“This joyful Eastertide, away with sin and sorrow!” LSB 482 (worth memorizing)
Eastertide, the days between Easter Sunday and Pentecost, is a time when we concentrate on the vast significance and inexhaustible blessings of our redemption accomplished by Jesus, climaxing in His resurrection from the dead. The Holy Spirit takes what is His and declares it to us!
How many Eastertides have you celebrated in your life so far? Have you noticed that each year the tide comes in a little higher? The resurrection of Jesus and all the blessings that flow from it continue to raise us up from dying to living.

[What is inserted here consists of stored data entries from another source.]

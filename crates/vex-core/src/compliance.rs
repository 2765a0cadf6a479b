//! Authoritative compliance-status store.
//!
//! Distinct from the compliance snapshot inside the system state: this file
//! is the source of truth for the failure score, lifetime counters, lock
//! flag, and task status. The snapshot in [`crate::state::SystemState`] is a
//! refreshable mirror.

use std::path::PathBuf;

use chrono::{DateTime, Utc};
use serde::{Deserialize, Serialize};
use thiserror::Error;
use tracing::info;

use crate::state::{MAX_FAILURE_SCORE, TaskStatus};

/// Points added to the failure score per recorded failure.
pub const FAILURE_INCREMENT: u32 = 10;

/// Compliance store errors.
#[derive(Debug, Error)]
pub enum ComplianceError {
    /// The status file could not be read or written.
    #[error("compliance file I/O: {0}")]
    Io(#[from] std::io::Error),
    /// The status file could not be parsed or serialized.
    #[error("compliance file format: {0}")]
    Format(#[from] serde_json::Error),
}

/// The subject's compliance state and failure score.
#[derive(Debug, Clone, Serialize, Deserialize)]
pub struct ComplianceStatus {
    /// Monotonic failure score, capped at [`MAX_FAILURE_SCORE`].
    pub failure_score: u32,
    /// Identifier of the active task, if any.
    #[serde(default)]
    pub active_task: String,
    /// Task lifecycle status.
    pub task_status: TaskStatus,
    /// When the status last changed.
    pub last_updated: DateTime<Utc>,
    /// Lifetime failure count.
    #[serde(default)]
    pub total_failures: u32,
    /// Lifetime completion count.
    #[serde(default)]
    pub total_completed: u32,
    /// When true, restrictions are enforced.
    pub locked: bool,
}

impl ComplianceStatus {
    /// The state assumed when no status file exists yet: locked, pending.
    #[must_use]
    pub fn initial() -> Self {
        Self {
            failure_score: 0,
            active_task: String::new(),
            task_status: TaskStatus::Pending,
            last_updated: Utc::now(),
            total_failures: 0,
            total_completed: 0,
            locked: true,
        }
    }
}

/// File-backed compliance store.
#[derive(Debug, Clone)]
pub struct ComplianceStore {
    file: PathBuf,
}

impl ComplianceStore {
    /// A store over the given status file.
    #[must_use]
    pub const fn new(file: PathBuf) -> Self {
        Self { file }
    }

    /// Reads the current status, defaulting to [`ComplianceStatus::initial`]
    /// when the file does not exist.
    ///
    /// # Errors
    ///
    /// Returns [`ComplianceError`] on read or parse failure.
    pub fn load(&self) -> Result<ComplianceStatus, ComplianceError> {
        match std::fs::read(&self.file) {
            Ok(data) => Ok(serde_json::from_slice(&data)?),
            Err(e) if e.kind() == std::io::ErrorKind::NotFound => {
                Ok(ComplianceStatus::initial())
            }
            Err(e) => Err(e.into()),
        }
    }

    /// Persists the status, stamping `last_updated`.
    ///
    /// # Errors
    ///
    /// Returns [`ComplianceError`] on serialization or write failure.
    pub fn save(&self, status: &mut ComplianceStatus) -> Result<(), ComplianceError> {
        status.last_updated = Utc::now();
        if let Some(parent) = self.file.parent() {
            std::fs::create_dir_all(parent)?;
        }
        std::fs::write(&self.file, serde_json::to_vec_pretty(status)?)?;
        Ok(())
    }

    /// Records a task failure: +10 score (capped), failed status, locked.
    ///
    /// # Errors
    ///
    /// Returns [`ComplianceError`] if the store cannot be updated.
    pub fn record_failure(&self, reason: &str) -> Result<ComplianceStatus, ComplianceError> {
        let mut status = self.load()?;
        status.failure_score = (status.failure_score + FAILURE_INCREMENT).min(MAX_FAILURE_SCORE);
        status.total_failures += 1;
        status.task_status = TaskStatus::Failed;
        status.locked = true;
        info!(reason, score = status.failure_score, "penance failure recorded");
        self.save(&mut status)?;
        Ok(status)
    }

    /// Records a task completion: completed status, unlocked.
    ///
    /// # Errors
    ///
    /// Returns [`ComplianceError`] if the store cannot be updated.
    pub fn record_completion(&self) -> Result<ComplianceStatus, ComplianceError> {
        let mut status = self.load()?;
        status.total_completed += 1;
        status.task_status = TaskStatus::Completed;
        status.locked = false;
        info!(
            total_completed = status.total_completed,
            "penance task completed"
        );
        self.save(&mut status)?;
        Ok(status)
    }

    /// Transitions pending → in-progress; a no-op in any other status.
    ///
    /// # Errors
    ///
    /// Returns [`ComplianceError`] if the store cannot be updated.
    pub fn mark_in_progress(&self) -> Result<(), ComplianceError> {
        let mut status = self.load()?;
        if status.task_status == TaskStatus::Pending {
            status.task_status = TaskStatus::InProgress;
            self.save(&mut status)?;
        }
        Ok(())
    }

    /// Zeros the failure score and total-failures counter.
    ///
    /// Only reachable through an authorized handler. Returns the previous
    /// score.
    ///
    /// # Errors
    ///
    /// Returns [`ComplianceError`] if the store cannot be updated.
    pub fn reset_score(&self) -> Result<u32, ComplianceError> {
        let mut status = self.load()?;
        let previous = status.failure_score;
        status.failure_score = 0;
        status.total_failures = 0;
        self.save(&mut status)?;
        info!(previous, "failure score reset");
        Ok(previous)
    }
}

#[cfg(test)]
mod tests {
    use super::*;

    fn store() -> (tempfile::TempDir, ComplianceStore) {
        let dir = tempfile::tempdir().unwrap();
        let store = ComplianceStore::new(dir.path().join("compliance-status.json"));
        (dir, store)
    }

    #[test]
    fn missing_file_defaults_to_locked_pending() {
        let (_dir, store) = store();
        let status = store.load().unwrap();
        assert!(status.locked);
        assert_eq!(status.task_status, TaskStatus::Pending);
        assert_eq!(status.failure_score, 0);
    }

    #[test]
    fn failure_adds_ten_and_locks() {
        let (_dir, store) = store();
        let status = store.record_failure("submission_rejected").unwrap();
        assert_eq!(status.failure_score, 10);
        assert_eq!(status.total_failures, 1);
        assert_eq!(status.task_status, TaskStatus::Failed);
        assert!(status.locked);

        let status = store.record_failure("submission_rejected").unwrap();
        assert_eq!(status.failure_score, 20);
        assert_eq!(status.total_failures, 2);
    }

    #[test]
    fn failure_score_caps_at_maximum() {
        let (_dir, store) = store();
        let mut status = store.load().unwrap();
        status.failure_score = MAX_FAILURE_SCORE - 4;
        store.save(&mut status).unwrap();

        let status = store.record_failure("tamper").unwrap();
        assert_eq!(status.failure_score, MAX_FAILURE_SCORE);
    }

    #[test]
    fn completion_unlocks() {
        let (_dir, store) = store();
        store.record_failure("first").unwrap();
        let status = store.record_completion().unwrap();
        assert!(!status.locked);
        assert_eq!(status.task_status, TaskStatus::Completed);
        assert_eq!(status.total_completed, 1);
        // Score persists until an explicit reset.
        assert_eq!(status.failure_score, 10);
    }

    #[test]
    fn mark_in_progress_is_idempotent() {
        let (_dir, store) = store();
        let mut status = store.load().unwrap();
        store.save(&mut status).unwrap();

        store.mark_in_progress().unwrap();
        assert_eq!(store.load().unwrap().task_status, TaskStatus::InProgress);
        store.mark_in_progress().unwrap();
        assert_eq!(store.load().unwrap().task_status, TaskStatus::InProgress);

        store.record_completion().unwrap();
        store.mark_in_progress().unwrap();
        assert_eq!(store.load().unwrap().task_status, TaskStatus::Completed);
    }

    #[test]
    fn reset_zeroes_score_and_failures() {
        let (_dir, store) = store();
        store.record_failure("a").unwrap();
        store.record_failure("b").unwrap();
        let previous = store.reset_score().unwrap();
        assert_eq!(previous, 20);
        let status = store.load().unwrap();
        assert_eq!(status.failure_score, 0);
        assert_eq!(status.total_failures, 0);
        // Lifetime completions are untouched by a score reset.
        assert_eq!(status.total_completed, 0);
    }
}
//! Forbidden-process monitor.
//!
//! Two interchangeable backends satisfy the monitor port: an eBPF
//! exec-tracepoint consumer and a `/proc` sweep. Selection happens at init
//! from `VEX_MONITOR_MODE`; any eBPF construction failure falls back to the
//! procfs backend transparently, with the fallback logged.

mod ebpf;
mod forbidden;
mod proc_scan;

use std::path::Path;
use std::sync::Arc;

pub use ebpf::EbpfMonitor;
pub use forbidden::{ForbiddenApps, ForbiddenListError};
pub use proc_scan::ProcScanMonitor;

use thiserror::Error;
use tracing::{info, warn};

/// Environment variable selecting the monitor backend.
pub const MONITOR_MODE_ENV: &str = "VEX_MONITOR_MODE";

/// Reaper errors.
#[derive(Debug, Error)]
pub enum ReaperError {
    /// The preferred backend cannot run on this system/build.
    #[error("eBPF monitor unavailable: {0}")]
    EbpfUnavailable(String),

    /// The monitor was started twice.
    #[error("monitor already started")]
    AlreadyStarted,
}

/// Which backend to construct.
#[derive(Debug, Clone, Copy, PartialEq, Eq, Default)]
pub enum MonitorMode {
    /// Require the eBPF backend (still falls back on failure).
    Ebpf,
    /// Use the `/proc` sweep directly.
    Proc,
    /// Try eBPF, fall back to `/proc`.
    #[default]
    Auto,
}

impl MonitorMode {
    /// Parses the `VEX_MONITOR_MODE` value; unknown strings mean auto.
    #[must_use]
    pub fn from_env_value(value: &str) -> Self {
        match value.trim().to_lowercase().as_str() {
            "ebpf" => Self::Ebpf,
            "proc" => Self::Proc,
            "auto" => Self::Auto,
            other => {
                if !other.is_empty() {
                    warn!(mode = other, "invalid monitor mode, using auto");
                }
                Self::Auto
            }
        }
    }

    /// Reads the mode from the environment.
    #[must_use]
    pub fn from_env() -> Self {
        std::env::var(MONITOR_MODE_ENV)
            .map(|v| Self::from_env_value(&v))
            .unwrap_or_default()
    }
}

/// Delivers SIGKILL. Stubbed in tests.
pub trait KillOps: Send + Sync {
    /// Sends SIGKILL to the pid.
    ///
    /// # Errors
    ///
    /// Returns the kernel error when the signal cannot be delivered.
    fn kill(&self, pid: i32) -> std::io::Result<()>;
}

/// Real SIGKILL delivery.
#[derive(Debug, Default, Clone, Copy)]
pub struct SigkillOps;

impl KillOps for SigkillOps {
    fn kill(&self, pid: i32) -> std::io::Result<()> {
        nix::sys::signal::kill(nix::unistd::Pid::from_raw(pid), nix::sys::signal::SIGKILL)
            .map_err(std::io::Error::from)
    }
}

/// The reaper port: anything providing start/stop/list-refresh.
pub trait ProcessMonitor: Send + Sync {
    /// Starts the background monitor.
    ///
    /// # Errors
    ///
    /// Returns [`ReaperError::AlreadyStarted`] on a second call.
    fn start(&self) -> Result<(), ReaperError>;

    /// Signals the monitor to stop; it quits on its next iteration.
    fn stop(&self);

    /// Notifies the live monitor that the forbidden list changed.
    fn update_forbidden_list(&self);

    /// Human-readable backend name for status output.
    fn backend_name(&self) -> &'static str;
}

/// Constructs the configured backend, falling back from eBPF to the
/// `/proc` sweep on any construction failure.
#[must_use]
pub fn build_monitor(
    mode: MonitorMode,
    apps: Arc<ForbiddenApps>,
    kill: Arc<dyn KillOps>,
    proc_root: &Path,
) -> Arc<dyn ProcessMonitor> {
    match mode {
        MonitorMode::Proc => {
            info!("process monitor: /proc polling (standard)");
            Arc::new(ProcScanMonitor::new(apps, kill, proc_root))
        }
        MonitorMode::Ebpf | MonitorMode::Auto => match EbpfMonitor::new(apps.clone(), kill.clone())
        {
            Ok(monitor) => {
                info!("process monitor: eBPF exec tracepoint (high-performance)");
                Arc::new(monitor)
            }
            Err(e) => {
                warn!(error = %e, "eBPF monitor failed to initialize");
                info!("falling back to /proc polling");
                Arc::new(ProcScanMonitor::new(apps, kill, proc_root))
            }
        },
    }
}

Think about how Jesus restored the lives of people who were afraid or hungry or sick or dead, and then how He bore the sins of the world and died under the law. But He endured the cross and shame for the joy set before Him, and that joy was our redemption. Romans 8:28 says that God makes all things work together for good. That means we can see how God is working good, especially when things seem hardest. That is what Joseph came to realize regarding his brothers: “You meant it for evil but God meant it for good” (Genesis 50:20). That is what Job realized: “Now the Lord blessed the latter days of Job more than the first” (Job 42:12). And James comments, “You have heard of the perseverance of Job and seen the end intended by the Lord, that the Lord is very compassionate and merciful” (James 5:11).
God’s revelation to us and the life of Jesus teach us how things really are working for good, especially when we so automatically assume they are not. I’ll be writing more about seeing what is positive in these weeks of Eastertide.